# Jump rope for weight loss and ankle / knees rehabilitation.



## Happy-Papi (Jul 28, 2013)

Anybody kind enough to give me some advice about learning how to jump rope and do it with a putting more damage on my ankles and knees...

First of all I am over weight with bad ankles and knees and was never good with jump ropes but I want to learn it in hope to be sexy again  my son strongly suggested that I should not do jump ropes until I can lose more weight or it will damage my feet even more. He knows about my feet problem first hand because he was the one who cranked my knees and ankles and have seen me crawl up and down the stairs for weeks, lol! My legs were injured many times (worst parts are: left ankle's ball got a crack, both knees had water but are ok now... I hope) and they sometimes still hurts but I hope that I can still find a fix and if possible to strengthen the parts again. As of now I can't run but recently I have been walking for about an hour per day. Problem is that jumping may be more stressful to my feet but I have heard that using jump ropes can help reduce weight faster and may strengthen my legs (or may destroy it). 

Another thing is that I am badly flatfooted but my balance is quite excellent (I can stand stationary on MTBs and Trials motorcycles for long period of time) and was able to run long distance when I was younger (still can balance on trials motorcycles without problems though but can't run)

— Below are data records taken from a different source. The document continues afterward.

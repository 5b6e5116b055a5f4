//! Advisory locking for dirdb
//!
//! Every database, table and row handle owns exactly one [`Lock`]. The lock
//! wraps one open file and issues blocking `flock(2)` calls (via `fs2`) on
//! it, tracking what the handle believes it holds.
//!
//! # Rules
//!
//! - Shared locks coexist; an exclusive lock excludes every other holder
//! - Acquisition blocks indefinitely, with no timeout
//! - Shared to exclusive is a single upgrade call
//! - Scoped guards restore the previous state on every exit path
//! - Locks are cooperative: processes that never ask are not stopped

mod errors;
mod file_lock;
mod state;

pub use errors::{LockError, LockResult};
pub use file_lock::{Lock, LockGuard};
pub use state::{LockMode, LockState, ParseLockModeError};

pub(crate) use file_lock::lock_exclusive;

Today I bought a jump rope and only tried a bit but had to stop because my left ankle got painful. A month ago I was 88.5 kgs (195 lbs) and was able to drop it to 84.9 kgs (187 lbs) and 9 days later I dropped to 82 kgs (180 lbs). I am only 168 cms (5.5 feet) and I still need to lose around 7 to 12 kgs to be in my proper body weight. By the way I am now on a strict low carb diet and regular soft exercise (walking 1 hour every day. Some push ups and sit ups but I often cheat). I will try to lose another 3 to 5 kgs next month if possible??? and is hoping to stick to a low carb diet for life if possible... Ketosis is awesome :lol2:

My question is, will wrapping my ankles with tape or wearing tactical/jungle boots help relive the pain if I jump rope? How many kilos should I lose before I can safely learn how to jump rope? Is jumping rope good for weight loss. Never seen a fat guy do jump ropes and have only seen sexy guys like boxers and sexy MAist do it... Anybody here who may have been in the same boat as me?

Many thanks!


----------



## rlobrecht (Jul 28, 2013)

It seems to me that jumping rope would be killer on already overstressed joints.  It sounds like you're making excellent progress with walking and a new diet.  What has convinced you to take up jumping rope?


----------



## seasoned (Jul 28, 2013)

IMHO

I personally would start out with jumping jacks first just to see how the body will tolerate the added stress.


----------



## Happy-Papi (Jul 28, 2013)

rlobrecht said:


> It seems to me that jumping rope would be killer on already overstressed joints.  It sounds like you're making excellent progress with walking and a new diet.  What has convinced you to take up jumping rope?




Yes I also think that jumping rope will be a killer for my over stressed joints and I am a bit afraid to damage it more but having heard of positive things about jumping rope (not just for weight loss but also for MA feet coordination) I am really hoping that I can learn how to do it someday. 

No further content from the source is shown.